WHAT YOU SHOULD DO ->
The entries are to be repeated in full, without any change.
----------
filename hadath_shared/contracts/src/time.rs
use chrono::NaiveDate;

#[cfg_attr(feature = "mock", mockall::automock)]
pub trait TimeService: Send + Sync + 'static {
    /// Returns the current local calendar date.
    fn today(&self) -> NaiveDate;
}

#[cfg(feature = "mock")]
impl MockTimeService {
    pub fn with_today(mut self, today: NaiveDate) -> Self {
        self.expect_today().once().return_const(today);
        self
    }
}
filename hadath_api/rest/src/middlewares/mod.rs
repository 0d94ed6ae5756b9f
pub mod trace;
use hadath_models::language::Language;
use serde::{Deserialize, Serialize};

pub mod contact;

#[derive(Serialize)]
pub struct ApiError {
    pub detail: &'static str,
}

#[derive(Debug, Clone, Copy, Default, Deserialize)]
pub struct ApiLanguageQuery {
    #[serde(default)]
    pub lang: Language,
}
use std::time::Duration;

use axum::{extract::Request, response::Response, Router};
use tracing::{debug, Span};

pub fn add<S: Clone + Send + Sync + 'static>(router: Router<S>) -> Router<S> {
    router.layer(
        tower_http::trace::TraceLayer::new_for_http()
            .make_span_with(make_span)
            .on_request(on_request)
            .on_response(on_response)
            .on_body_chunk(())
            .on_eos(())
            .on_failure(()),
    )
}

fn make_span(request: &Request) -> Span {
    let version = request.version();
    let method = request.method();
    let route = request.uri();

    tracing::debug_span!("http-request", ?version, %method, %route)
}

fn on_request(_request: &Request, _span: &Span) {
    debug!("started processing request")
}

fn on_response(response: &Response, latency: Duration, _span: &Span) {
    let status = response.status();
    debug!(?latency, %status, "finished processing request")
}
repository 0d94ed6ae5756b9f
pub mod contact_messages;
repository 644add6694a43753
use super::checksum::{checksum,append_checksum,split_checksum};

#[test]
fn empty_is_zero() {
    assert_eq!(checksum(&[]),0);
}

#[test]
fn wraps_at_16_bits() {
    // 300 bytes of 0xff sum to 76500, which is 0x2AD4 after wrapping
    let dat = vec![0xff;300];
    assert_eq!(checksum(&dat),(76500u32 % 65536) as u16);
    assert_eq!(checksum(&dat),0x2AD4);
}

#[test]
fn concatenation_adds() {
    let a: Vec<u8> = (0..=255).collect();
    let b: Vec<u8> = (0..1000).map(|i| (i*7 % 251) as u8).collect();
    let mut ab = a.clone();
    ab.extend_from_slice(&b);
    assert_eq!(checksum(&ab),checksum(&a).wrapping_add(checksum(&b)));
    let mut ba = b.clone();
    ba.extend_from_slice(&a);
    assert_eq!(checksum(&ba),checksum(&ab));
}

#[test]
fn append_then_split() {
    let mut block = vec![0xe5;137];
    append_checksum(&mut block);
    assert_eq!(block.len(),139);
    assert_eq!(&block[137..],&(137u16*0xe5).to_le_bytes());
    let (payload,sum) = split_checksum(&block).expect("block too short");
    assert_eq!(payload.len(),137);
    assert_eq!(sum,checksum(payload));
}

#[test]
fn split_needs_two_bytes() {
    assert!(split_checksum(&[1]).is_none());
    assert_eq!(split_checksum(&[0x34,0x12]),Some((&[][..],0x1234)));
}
----------
RESPONSE FOR THIS EXERCISE ->
filename hadath_shared/contracts/src/time.rs
use chrono::NaiveDate;

#[cfg_attr(feature = "mock", mockall::automock)]
pub trait TimeService: Send + Sync + 'static {
    /// Returns the current local calendar date.
    fn today(&self) -> NaiveDate;
}

#[cfg(feature = "mock")]
impl MockTimeService {
    pub fn with_today(mut self, today: NaiveDate) -> Self {
        self.expect_today().once().return_const(today);
        self
    }
}
filename hadath_api/rest/src/middlewares/mod.rs
repository 0d94ed6ae5756b9f
pub mod trace;
use hadath_models::language::Language;
use serde::{Deserialize, Serialize};

pub mod contact;

#[derive(Serialize)]
pub struct ApiError {
    pub detail: &'static str,
}

#[derive(Debug, Clone, Copy, Default, Deserialize)]
pub struct ApiLanguageQuery {
    #[serde(default)]
    pub lang: Language,
}
use std::time::Duration;

use axum::{extract::Request, response::Response, Router};
use tracing::{debug, Span};

pub fn add<S: Clone + Send + Sync + 'static>(router: Router<S>) -> Router<S> {
    router.layer(
        tower_http::trace::TraceLayer::new_for_http()
            .make_span_with(make_span)
            .on_request(on_request)
            .on_response(on_response)
            .on_body_chunk(())
            .on_eos(())
            .on_failure(()),
    )
}

fn make_span(request: &Request) -> Span {
    let version = request.version();
    let method = request.method();
    let route = request.uri();

    tracing::debug_span!("http-request", ?version, %method, %route)
}

fn on_request(_request: &Request, _span: &Span) {
    debug!("started processing request")
}

fn on_response(response: &Response, latency: Duration, _span: &Span) {
    let status = response.status();
    debug!(?latency, %status, "finished processing request")
}
repository 0d94ed6ae5756b9f
pub mod contact_messages;
repository 644add6694a43753
use super::checksum::{checksum,append_checksum,split_checksum};

#[test]
fn empty_is_zero() {
    assert_eq!(checksum(&[]),0);
}

#[test]
fn wraps_at_16_bits() {
    // 300 bytes of 0xff sum to 76500, which is 0x2AD4 after wrapping
    let dat = vec![0xff;300];
    assert_eq!(checksum(&dat),(76500u32 % 65536) as u16);
    assert_eq!(checksum(&dat),0x2AD4);
}

#[test]
fn concatenation_adds() {
    let a: Vec<u8> = (0..=255).collect();
    let b: Vec<u8> = (0..1000).map(|i| (i*7 % 251) as u8).collect();
    let mut ab = a.clone();
    ab.extend_from_slice(&b);
    assert_eq!(checksum(&ab),checksum(&a).wrapping_add(checksum(&b)));
    let mut ba = b.clone();
    ba.extend_from_slice(&a);
    assert_eq!(checksum(&ba),checksum(&ab));
}

#[test]
fn append_then_split() {
    let mut block = vec![0xe5;137];
    append_checksum(&mut block);
    assert_eq!(block.len(),139);
    assert_eq!(&block[137..],&(137u16*0xe5).to_le_bytes());
    let (payload,sum) = split_checksum(&block).expect("block too short");
    assert_eq!(payload.len(),137);
    assert_eq!(sum,checksum(payload));
}

#[test]
fn split_needs_two_bytes() {
    assert!(split_checksum(&[1]).is_none());
    assert_eq!(split_checksum(&[0x34,0x12]),Some((&[][..],0x1234)));
}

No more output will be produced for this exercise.